Castricini et al.43 recently performed a randomized study on the use of platelet-rich plasma augmentation for arthroscopic rotator cuff repair and observed no significant difference in the overall Constant score between the groups treated with and without the membrane. The only difference that was noted involved alterations in MRI signal intensity in the tendon; such alterations were more common in the group in which the membrane had not been used. The authors concluded that the data in their study did not support the use of the platelet-rich fibrin matrix during repair of a rotator cuff tear to improve the healing of the rotator cuff. However, the study by Castricini et al. differs from ours in several respects: (1) many patients with a small (<1-cm) tear were included, (2) only one membrane was used for each patient (including a patient who had a medium rotator cuff tear and therefore required more than one anchor), (3) all rotator cuff repairs were performed with use of a double-row technique, and (4) the duration of immobilization after surgery was shorter. We believe that the first two points represent the main differences between the two studies.
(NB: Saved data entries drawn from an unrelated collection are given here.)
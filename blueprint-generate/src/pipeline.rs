//! The `generate` entry point shared by every host.
//!
//! `Registry::get` → `variables::resolve` → `materialize` →
//! `select_dependencies` / `select_hooks` → [`GenerationResult`].

use std::path::{Path, PathBuf};

use serde::ser::SerializeStruct;
use serde::{Serialize, Serializer};

use blueprint_core::{
    variables, BlueprintManifest, DependencyEntry, PostHook, Registry, VariableInput,
};
use blueprint_renderer::Template;

use crate::error::GenerateError;
use crate::materialize::{materialize, GenerateOptions, MaterializeError, MaterializedFile};
use crate::select::{select_dependencies, select_hooks};

// ---------------------------------------------------------------------------
// Result
// ---------------------------------------------------------------------------

/// Terminal status of a generation run.
#[derive(Debug)]
pub enum GenerationStatus {
    Success,
    Failed(GenerateError),
}

impl Serialize for GenerationStatus {
    fn serialize<S: Serializer>(&self, serializer: S) -> Result<S::Ok, S::Error> {
        match self {
            GenerationStatus::Success => {
                let mut s = serializer.serialize_struct("GenerationStatus", 1)?;
                s.serialize_field("state", "success")?;
                s.end()
            }
            GenerationStatus::Failed(err) => {
                let mut s = serializer.serialize_struct("GenerationStatus", 3)?;
                s.serialize_field("state", "failed")?;
                s.serialize_field("kind", &err.kind())?;
                s.serialize_field("message", &err.to_string())?;
                s.end()
            }
        }
    }
}

/// Outcome of one `generate` call.
///
/// On failure `files` holds the files committed before the error.
#[derive(Debug, Serialize)]
pub struct GenerationResult {
    pub blueprint: String,
    pub out_dir: PathBuf,
    pub dry_run: bool,
    pub files: Vec<MaterializedFile>,
    pub dependencies: Vec<DependencyEntry>,
    pub post_hooks: Vec<PostHook>,
    pub status: GenerationStatus,
}

impl GenerationResult {
    fn new(blueprint: &str, out_dir: &Path, opts: &GenerateOptions) -> Self {
        GenerationResult {
            blueprint: blueprint.to_string(),
            out_dir: out_dir.to_path_buf(),
            dry_run: opts.dry_run,
            files: Vec::new(),
            dependencies: Vec::new(),
            post_hooks: Vec::new(),
            status: GenerationStatus::Success,
        }
    }

    fn failed(mut self, err: GenerateError) -> Self {
        tracing::warn!("generation of '{}' failed: {err}", self.blueprint);
        self.status = GenerationStatus::Failed(err);
        self
    }

    pub fn is_success(&self) -> bool {
        matches!(self.status, GenerationStatus::Success)
    }

    pub fn error(&self) -> Option<&GenerateError> {
        match &self.status {
            GenerationStatus::Success => None,
            GenerationStatus::Failed(err) => Some(err),
        }
    }

    /// Split off the failure, if any.
    pub fn into_result(mut self) -> Result<GenerationResult, GenerateError> {
        match std::mem::replace(&mut self.status, GenerationStatus::Success) {
            GenerationStatus::Success => Ok(self),
            GenerationStatus::Failed(err) => Err(err),
        }
    }
}

// ---------------------------------------------------------------------------
// generate
// ---------------------------------------------------------------------------

/// Generate blueprint `id` from `registry` into `out_dir`.
pub fn generate(
    registry: &Registry,
    id: &str,
    input: &VariableInput,
    out_dir: &Path,
    opts: &GenerateOptions,
) -> GenerationResult {
    match registry.get(id) {
        Ok(manifest) => generate_manifest(manifest, input, out_dir, opts),
        Err(e) => GenerationResult::new(id, out_dir, opts).failed(e.into()),
    }
}

/// Generate an already-loaded manifest into `out_dir`.
pub fn generate_manifest(
    manifest: &BlueprintManifest,
    input: &VariableInput,
    out_dir: &Path,
    opts: &GenerateOptions,
) -> GenerationResult {
    let mut result = GenerationResult::new(&manifest.id, out_dir, opts);

    let ctx = match variables::resolve(&manifest.variables, input) {
        Ok(ctx) => ctx,
        Err(e) => return result.failed(e.into()),
    };
    tracing::debug!("resolved {} variable(s) for '{}'", ctx.len(), manifest.id);

    match materialize(&manifest.files, &ctx, out_dir, opts) {
        Ok(files) => result.files = files,
        Err(MaterializeError { committed, source }) => {
            result.files = committed;
            return result.failed(source);
        }
    }

    match select_dependencies(&manifest.dependencies, &ctx) {
        Ok(deps) => result.dependencies = deps,
        Err(e) => return result.failed(e),
    }
    match select_hooks(&manifest.post_hooks, &ctx) {
        Ok(hooks) => result.post_hooks = hooks,
        Err(e) => return result.failed(e),
    }

    tracing::info!(
        "generated '{}': {} file(s), {} dependency(ies), {} post-hook(s)",
        manifest.id,
        result.files.len(),
        result.dependencies.len(),
        result.post_hooks.len()
    );
    result
}

// ---------------------------------------------------------------------------
// check_templates
// ---------------------------------------------------------------------------

/// Parse every destination, content and hook template in `manifest`.
///
/// Complements load-time validation, which checks conditions only.
pub fn check_templates(manifest: &BlueprintManifest) -> Result<(), GenerateError> {
    let parse = |entry: String, text: &str| {
        Template::parse(text)
            .map(|_| ())
            .map_err(|source| GenerateError::Render { entry, source })
    };
    for file in &manifest.files {
        parse(format!("file '{}' destination", file.destination), &file.destination)?;
        if let Some(content) = &file.content {
            parse(format!("file '{}' content", file.destination), content)?;
        }
    }
    for hook in &manifest.post_hooks {
        let label = format!("post-hook '{}'", hook.command);
        parse(label.clone(), &hook.command)?;
        for arg in &hook.args {
            parse(label.clone(), arg)?;
        }
    }
    Ok(())
}

// ---------------------------------------------------------------------------
// Tests
// ---------------------------------------------------------------------------

#[cfg(test)]
mod tests {
    use super::*;
    use blueprint_core::{ErrorKind, FileEntry, RawValue, VarType, VariableDef};
    use tempfile::TempDir;

    fn manifest() -> BlueprintManifest {
        BlueprintManifest {
            id: "svc".into(),
            name: "Service".into(),
            description: String::new(),
            kind: "backend".into(),
            version: None,
            variables: vec![VariableDef::new("Name", VarType::String).required()],
            files: vec![FileEntry::inline("{{.Name}}/main.go", "package main\n")],
            dependencies: vec![],
            post_hooks: vec![PostHook {
                command: "go".into(),
                args: vec!["mod".into(), "init".into(), "{{.Name}}".into()],
                description: None,
                condition: None,
            }],
            root: PathBuf::new(),
        }
    }

    fn input(name: &str) -> VariableInput {
        [("Name".to_string(), RawValue::from(name))].into_iter().collect()
    }

    #[test]
    fn success_collects_files_and_hooks() {
        let out = TempDir::new().unwrap();
        let result = generate_manifest(&manifest(), &input("api"), out.path(), &Default::default());
        assert!(result.is_success(), "{:?}", result.error());
        assert_eq!(result.files[0].destination, "api/main.go");
        assert_eq!(result.post_hooks[0].args, ["mod", "init", "api"]);
    }

    #[test]
    fn unknown_blueprint_fails_as_manifest_invalid() {
        let out = TempDir::new().unwrap();
        let registry = Registry::from_manifests(vec![manifest()]).unwrap();
        let result = generate(&registry, "nope", &input("api"), out.path(), &Default::default());
        assert_eq!(result.error().map(GenerateError::kind), Some(ErrorKind::ManifestInvalid));
    }

    #[test]
    fn into_result_splits_failure() {
        let out = TempDir::new().unwrap();
        let result =
            generate_manifest(&manifest(), &VariableInput::new(), out.path(), &Default::default());
        let err = result.into_result().unwrap_err();
        assert_eq!(err.kind(), ErrorKind::MissingRequired);
    }

    #[test]
    fn status_serializes_kind_and_message() {
        let out = TempDir::new().unwrap();
        let result =
            generate_manifest(&manifest(), &VariableInput::new(), out.path(), &Default::default());
        let json = serde_json::to_value(&result).unwrap();
        assert_eq!(json["status"]["state"], "failed");
        assert_eq!(json["status"]["kind"], "MissingRequired");
        assert!(json["status"]["message"].as_str().unwrap().contains("Name"));
    }

    #[test]
    fn check_templates_flags_bad_content() {
        let mut m = manifest();
        assert!(check_templates(&m).is_ok());
        m.files.push(FileEntry::inline("x.go", "{{if .A}}never closed"));
        let err = check_templates(&m).unwrap_err();
        assert_eq!(err.kind(), ErrorKind::TemplateSyntaxError);
        assert!(err.to_string().contains("file 'x.go' content"));
    }
}
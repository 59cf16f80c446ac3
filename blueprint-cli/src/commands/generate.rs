//! `blueprint generate`: render a blueprint into an output directory.

use std::path::{Path, PathBuf};

use anyhow::{bail, Context, Result};
use clap::Args;
use colored::Colorize;

use blueprint_core::{RawValue, VariableInput};
use blueprint_generate::{generate, GenerateOptions, GenerationResult};

use super::load_registry;

/// Arguments for `blueprint generate`.
#[derive(Args, Debug)]
pub struct GenerateArgs {
    /// Blueprint id.
    pub id: String,

    /// Output directory.
    #[arg(long, short)]
    pub out: PathBuf,

    /// Variable value; repeat for several. Overrides `--vars-file`.
    #[arg(long = "set", value_name = "KEY=VALUE", value_parser = parse_assignment)]
    pub set: Vec<(String, String)>,

    /// YAML or JSON file mapping variable names to values.
    #[arg(long, value_name = "FILE")]
    pub vars_file: Option<PathBuf>,

    /// Overwrite files that already exist in the output directory.
    #[arg(long)]
    pub force: bool,

    /// Show what would be written without writing any files.
    #[arg(long)]
    pub dry_run: bool,

    /// Emit the generation result as JSON.
    #[arg(long)]
    pub json: bool,
}

impl GenerateArgs {
    pub fn run(self, dir: Option<&Path>) -> Result<()> {
        let registry = load_registry(dir)?;

        let mut input = match &self.vars_file {
            Some(path) => read_vars_file(path)?,
            None => VariableInput::new(),
        };
        for (key, value) in &self.set {
            input.insert(key.clone(), RawValue::String(value.clone()));
        }

        let opts = GenerateOptions {
            force: self.force,
            dry_run: self.dry_run,
        };
        let result = generate(&registry, &self.id, &input, &self.out, &opts);

        if self.json {
            println!(
                "{}",
                serde_json::to_string_pretty(&result)
                    .context("failed to serialize generation result")?
            );
        } else {
            print_result(&result);
        }

        if let Some(err) = result.error() {
            bail!("generation of '{}' failed [{}]: {err}", self.id, err.kind());
        }
        Ok(())
    }
}

fn parse_assignment(s: &str) -> Result<(String, String), String> {
    match s.split_once('=') {
        Some((key, value)) if !key.trim().is_empty() => {
            Ok((key.trim().to_string(), value.to_string()))
        }
        _ => Err(format!("expected KEY=VALUE, got '{s}'")),
    }
}

fn read_vars_file(path: &Path) -> Result<VariableInput> {
    let text = std::fs::read_to_string(path)
        .with_context(|| format!("failed to read {}", path.display()))?;
    let is_json = path.extension().and_then(|e| e.to_str()) == Some("json");
    let input = if is_json {
        serde_json::from_str(&text).with_context(|| format!("invalid JSON in {}", path.display()))?
    } else {
        serde_yaml::from_str(&text).with_context(|| format!("invalid YAML in {}", path.display()))?
    };
    Ok(input)
}

fn print_result(result: &GenerationResult) {
    let prefix = if result.dry_run { "[dry-run] " } else { "" };
    let mark = if result.dry_run { "~" } else { "✎" };

    if result.is_success() {
        println!(
            "{prefix}{} '{}' generated into {} ({} files)",
            "✓".green(),
            result.blueprint,
            result.out_dir.display(),
            result.files.len()
        );
    } else if !result.files.is_empty() {
        println!(
            "{prefix}{} '{}' failed after writing {} files:",
            "✗".red(),
            result.blueprint,
            result.files.len()
        );
    }

    for f in &result.files {
        println!("  {mark}  {} ({} bytes)", f.destination, f.bytes);
    }

    if !result.dependencies.is_empty() {
        println!("{}", "Dependencies:".bold());
        for d in &result.dependencies {
            let version = d.version.as_deref().map(|v| format!("@{v}")).unwrap_or_default();
            let dev = if d.dev { " (dev)" } else { "" };
            println!("  +  {}{version}{dev}", d.module);
        }
    }
    if !result.post_hooks.is_empty() {
        println!("{}", "Post-generation hooks:".bold());
        for h in &result.post_hooks {
            let line = std::iter::once(h.command.as_str())
                .chain(h.args.iter().map(String::as_str))
                .collect::<Vec<_>>()
                .join(" ");
            println!("  $  {line}");
        }
    }
}
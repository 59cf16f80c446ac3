//! # blueprint-renderer
//!
//! Template engine that expands blueprint file contents and destination
//! paths against a resolved [`GenerationContext`](blueprint_core::GenerationContext).
//!
//! ## Usage
//!
//! ```rust
//! use blueprint_core::{GenerationContext, Value};
//! use blueprint_renderer::render;
//!
//! let ctx: GenerationContext = [("Name", Value::from("svc"))].into_iter().collect();
//! assert_eq!(render("{{.Name}}/main.go", &ctx).unwrap(), "svc/main.go");
//! ```

pub mod context;
pub mod engine;
pub mod error;
pub mod funcs;
pub mod parser;

pub use context::Scope;
pub use engine::{render, Template};
pub use error::RenderError;
pub use funcs::PipeFunc;
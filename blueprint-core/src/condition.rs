//! Gating conditions: a tiny, fixed expression language.
//!
//! ```text
//! expr    := "true" | "false" | call | ".VAR"
//! call    := fname "(" arg {"," arg} ")"
//! arg     := call | ".VAR" | "." | literal
//! literal := "true" | "false" | integer | "quoted string"
//! fname   := "eq" | "ne" | "and" | "or" | "not"
//! ```
//!
//! A bare `.VAR` at top level must resolve to a bool. `.` is the current
//! `{{range}}` element and only resolves inside a template loop.
//!
//! Blank conditions evaluate to `true`.

use std::fmt;

use crate::context::GenerationContext;
use crate::error::ConditionError;
use crate::types::Value;

// ---------------------------------------------------------------------------
// Lookup seam
// ---------------------------------------------------------------------------

/// Source of variable values for evaluation.
///
/// [`GenerationContext`] implements it directly; the template renderer wraps
/// the context to add the current loop element.
pub trait VariableLookup {
    fn lookup(&self, name: &str) -> Option<&Value>;

    /// The value `.` refers to, if any.
    fn dot(&self) -> Option<&Value> {
        None
    }
}

// ---------------------------------------------------------------------------
// AST
// ---------------------------------------------------------------------------

/// Built-in condition functions.
#[derive(Debug, Clone, Copy, PartialEq, Eq)]
pub enum Func {
    Eq,
    Ne,
    And,
    Or,
    Not,
}

impl Func {
    fn from_name(name: &str) -> Option<Func> {
        match name {
            "eq" => Some(Func::Eq),
            "ne" => Some(Func::Ne),
            "and" => Some(Func::And),
            "or" => Some(Func::Or),
            "not" => Some(Func::Not),
            _ => None,
        }
    }

    fn arity_ok(self, n: usize) -> bool {
        match self {
            Func::Eq | Func::Ne => n == 2,
            Func::And | Func::Or => n >= 2,
            Func::Not => n == 1,
        }
    }

    fn arity_desc(self) -> &'static str {
        match self {
            Func::Eq | Func::Ne => "exactly 2 arguments",
            Func::And | Func::Or => "at least 2 arguments",
            Func::Not => "exactly 1 argument",
        }
    }
}

impl fmt::Display for Func {
    fn fmt(&self, f: &mut fmt::Formatter<'_>) -> fmt::Result {
        let s = match self {
            Func::Eq => "eq",
            Func::Ne => "ne",
            Func::And => "and",
            Func::Or => "or",
            Func::Not => "not",
        };
        f.write_str(s)
    }
}

#[derive(Debug, Clone, PartialEq, Eq)]
pub enum Expr {
    Literal(Value),
    Var(String),
    Dot,
    Call { func: Func, args: Vec<Expr> },
}

/// A parsed condition, keeping its source text for error messages.
#[derive(Debug, Clone, PartialEq, Eq)]
pub struct Condition {
    source: String,
    root: Expr,
}

impl Condition {
    /// Parse a condition. Blank input yields a condition that is always true.
    pub fn parse(source: &str) -> Result<Condition, ConditionError> {
        if source.trim().is_empty() {
            return Ok(Condition::always());
        }
        let tokens = lex(source)?;
        let mut parser = Parser {
            source,
            tokens,
            pos: 0,
            depth: 0,
        };
        let root = parser.parse_arg()?;
        if let Some(tok) = parser.peek() {
            return Err(parser.error_at(tok.column, "unexpected trailing input"));
        }
        if let Expr::Literal(value) = &root {
            if value.as_bool().is_none() {
                return Err(parser.error_at(1, "a condition must be boolean"));
            }
        }
        Ok(Condition {
            source: source.to_string(),
            root,
        })
    }

    pub fn always() -> Condition {
        Condition {
            source: "true".to_string(),
            root: Expr::Literal(Value::Bool(true)),
        }
    }

    pub fn source(&self) -> &str {
        &self.source
    }

    pub fn expr(&self) -> &Expr {
        &self.root
    }

    /// Variable names referenced anywhere in the expression, in first-seen order.
    pub fn variables(&self) -> Vec<&str> {
        let mut out = Vec::new();
        collect_vars(&self.root, &mut out);
        out
    }

    /// Evaluate against `scope`. Pure: no I/O, no clock, no randomness.
    pub fn evaluate<L: VariableLookup + ?Sized>(&self, scope: &L) -> Result<bool, ConditionError> {
        let eval = Evaluator {
            source: &self.source,
            scope,
        };
        eval.eval_bool(&self.root)
    }
}

impl fmt::Display for Condition {
    fn fmt(&self, f: &mut fmt::Formatter<'_>) -> fmt::Result {
        f.write_str(&self.source)
    }
}

fn collect_vars<'a>(expr: &'a Expr, out: &mut Vec<&'a str>) {
    match expr {
        Expr::Var(name) => {
            if !out.contains(&name.as_str()) {
                out.push(name);
            }
        }
        Expr::Call { args, .. } => args.iter().for_each(|a| collect_vars(a, out)),
        Expr::Literal(_) | Expr::Dot => {}
    }
}

/// Parse and evaluate `expr` against `ctx` in one step.
pub fn evaluate(expr: &str, ctx: &GenerationContext) -> Result<bool, ConditionError> {
    Condition::parse(expr)?.evaluate(ctx)
}

/// Evaluate an entry's optional condition; absent means included.
pub fn evaluate_optional(
    expr: Option<&str>,
    ctx: &GenerationContext,
) -> Result<bool, ConditionError> {
    match expr {
        Some(expr) => evaluate(expr, ctx),
        None => Ok(true),
    }
}

// ---------------------------------------------------------------------------
// Lexer
// ---------------------------------------------------------------------------

#[derive(Debug, Clone, PartialEq, Eq)]
enum TokenKind {
    Ident(String),
    Var(String),
    Dot,
    Str(String),
    Int(i64),
    LParen,
    RParen,
    Comma,
}

#[derive(Debug, Clone)]
struct Token {
    kind: TokenKind,
    /// 1-based character column.
    column: usize,
}

fn is_ident_start(c: char) -> bool {
    c.is_ascii_alphabetic() || c == '_'
}

fn is_ident_char(c: char) -> bool {
    c.is_ascii_alphanumeric() || c == '_'
}

fn lex(source: &str) -> Result<Vec<Token>, ConditionError> {
    let malformed = |column: usize, message: String| ConditionError::Malformed {
        expr: source.to_string(),
        column,
        message,
    };

    let chars: Vec<char> = source.chars().collect();
    let mut tokens = Vec::new();
    let mut i = 0;
    while i < chars.len() {
        let c = chars[i];
        let column = i + 1;
        match c {
            c if c.is_whitespace() => {
                i += 1;
            }
            '(' | ')' | ',' => {
                let kind = match c {
                    '(' => TokenKind::LParen,
                    ')' => TokenKind::RParen,
                    _ => TokenKind::Comma,
                };
                tokens.push(Token { kind, column });
                i += 1;
            }
            '.' => {
                let start = i + 1;
                let mut end = start;
                if end < chars.len() && is_ident_start(chars[end]) {
                    while end < chars.len() && is_ident_char(chars[end]) {
                        end += 1;
                    }
                    let name: String = chars[start..end].iter().collect();
                    tokens.push(Token {
                        kind: TokenKind::Var(name),
                        column,
                    });
                } else {
                    tokens.push(Token {
                        kind: TokenKind::Dot,
                        column,
                    });
                }
                i = end;
            }
            '"' => {
                let mut value = String::new();
                let mut j = i + 1;
                let mut closed = false;
                while j < chars.len() {
                    match chars[j] {
                        '"' => {
                            closed = true;
                            break;
                        }
                        '\\' => {
                            let escaped = match chars.get(j + 1) {
                                Some('"') => '"',
                                Some('\\') => '\\',
                                Some('n') => '\n',
                                Some('t') => '\t',
                                other => {
                                    return Err(malformed(
                                        j + 1,
                                        format!("invalid escape sequence {other:?}"),
                                    ))
                                }
                            };
                            value.push(escaped);
                            j += 2;
                        }
                        ch => {
                            value.push(ch);
                            j += 1;
                        }
                    }
                }
                if !closed {
                    return Err(malformed(column, "unterminated string literal".into()));
                }
                tokens.push(Token {
                    kind: TokenKind::Str(value),
                    column,
                });
                i = j + 1;
            }
            c if c.is_ascii_digit() || c == '-' => {
                let mut j = i + 1;
                while j < chars.len() && chars[j].is_ascii_digit() {
                    j += 1;
                }
                let text: String = chars[i..j].iter().collect();
                let n = text
                    .parse::<i64>()
                    .map_err(|_| malformed(column, format!("invalid integer '{text}'")))?;
                tokens.push(Token {
                    kind: TokenKind::Int(n),
                    column,
                });
                i = j;
            }
            c if is_ident_start(c) => {
                let mut j = i;
                while j < chars.len() && is_ident_char(chars[j]) {
                    j += 1;
                }
                tokens.push(Token {
                    kind: TokenKind::Ident(chars[i..j].iter().collect()),
                    column,
                });
                i = j;
            }
            other => return Err(malformed(column, format!("unexpected character '{other}'"))),
        }
    }
    Ok(tokens)
}

// ---------------------------------------------------------------------------
// Parser
// ---------------------------------------------------------------------------

/// Deepest call nesting a condition may use.
pub const MAX_NESTING: usize = 64;

struct Parser<'a> {
    source: &'a str,
    tokens: Vec<Token>,
    pos: usize,
    depth: usize,
}

impl Parser<'_> {
    fn peek(&self) -> Option<&Token> {
        self.tokens.get(self.pos)
    }

    fn next(&mut self) -> Option<Token> {
        let tok = self.tokens.get(self.pos).cloned();
        if tok.is_some() {
            self.pos += 1;
        }
        tok
    }

    fn end_column(&self) -> usize {
        self.source.chars().count() + 1
    }

    fn error_at(&self, column: usize, message: impl Into<String>) -> ConditionError {
        ConditionError::Malformed {
            expr: self.source.to_string(),
            column,
            message: message.into(),
        }
    }

    fn parse_arg(&mut self) -> Result<Expr, ConditionError> {
        let Some(tok) = self.next() else {
            return Err(self.error_at(self.end_column(), "unexpected end of condition"));
        };
        match tok.kind {
            TokenKind::Var(name) => Ok(Expr::Var(name)),
            TokenKind::Dot => Ok(Expr::Dot),
            TokenKind::Str(s) => Ok(Expr::Literal(Value::String(s))),
            TokenKind::Int(n) => Ok(Expr::Literal(Value::Int(n))),
            TokenKind::Ident(name) if name == "true" => Ok(Expr::Literal(Value::Bool(true))),
            TokenKind::Ident(name) if name == "false" => Ok(Expr::Literal(Value::Bool(false))),
            TokenKind::Ident(name) => {
                let func = Func::from_name(&name).ok_or_else(|| {
                    self.error_at(tok.column, format!("unknown function '{name}'"))
                })?;
                if self.depth >= MAX_NESTING {
                    return Err(self.error_at(
                        tok.column,
                        format!("calls nested deeper than {MAX_NESTING} levels"),
                    ));
                }
                self.depth += 1;
                let call = self.parse_call(func, tok.column);
                self.depth -= 1;
                call
            }
            TokenKind::LParen | TokenKind::RParen | TokenKind::Comma => {
                Err(self.error_at(tok.column, "expected a value or function call"))
            }
        }
    }

    fn parse_call(&mut self, func: Func, column: usize) -> Result<Expr, ConditionError> {
        match self.next() {
            Some(Token {
                kind: TokenKind::LParen,
                ..
            }) => {}
            Some(tok) => {
                return Err(self.error_at(tok.column, format!("expected '(' after '{func}'")))
            }
            None => {
                return Err(
                    self.error_at(self.end_column(), format!("expected '(' after '{func}'"))
                )
            }
        }

        let mut args = vec![self.parse_arg()?];
        loop {
            match self.next() {
                Some(Token {
                    kind: TokenKind::Comma,
                    ..
                }) => args.push(self.parse_arg()?),
                Some(Token {
                    kind: TokenKind::RParen,
                    ..
                }) => break,
                Some(tok) => return Err(self.error_at(tok.column, "expected ',' or ')'")),
                None => return Err(self.error_at(self.end_column(), "unclosed '('")),
            }
        }

        if !func.arity_ok(args.len()) {
            return Err(self.error_at(
                column,
                format!("'{func}' takes {}, got {}", func.arity_desc(), args.len()),
            ));
        }
        Ok(Expr::Call { func, args })
    }
}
Randelli et al.44 obtained results similar to ours in a study involving the use of platelet-rich plasma—in combination with an autologous thrombin component—in patients with a variety of types of rotator cuff tears. The spray applicator kit loaded with syringes of platelet-rich plasma and thrombin was positioned between the bone and the repaired rotator cuff. The study showed that autologous platelet-rich plasma reduced pain in the first postoperative months and suggested that it also positively affected cuff rotator healing when the tear exposed the humeral head but did not retract to the glenoid articular surface. Therefore, Randelli’s study and ours suggest that platelet-rich plasma applied in the form of either a spray or membrane may promote rotator cuff healing.
In conclusion, the use of platelet-leukocyte membrane led to a slight improvement, as assessed by MRI, in the repair integrity of large tears involving the supraspinatus tendon, although this improvement was not associated with a better objective functional outcome. Nevertheless, many aspects of the use of this membrane still have to be elucidated; further research is necessary to determine (1) whether the membrane is absorbed, and how much time this requires, (2) whether the membrane prevents or only slows down the development of rotator cuff retears, and (3) whether passing the post suture through the membrane and covering it with the rotator cuff is sufficient to maintain the membrane in situ. The primary limitation of this study is the relatively short duration of follow-up, and intermediate-term follow-up is needed.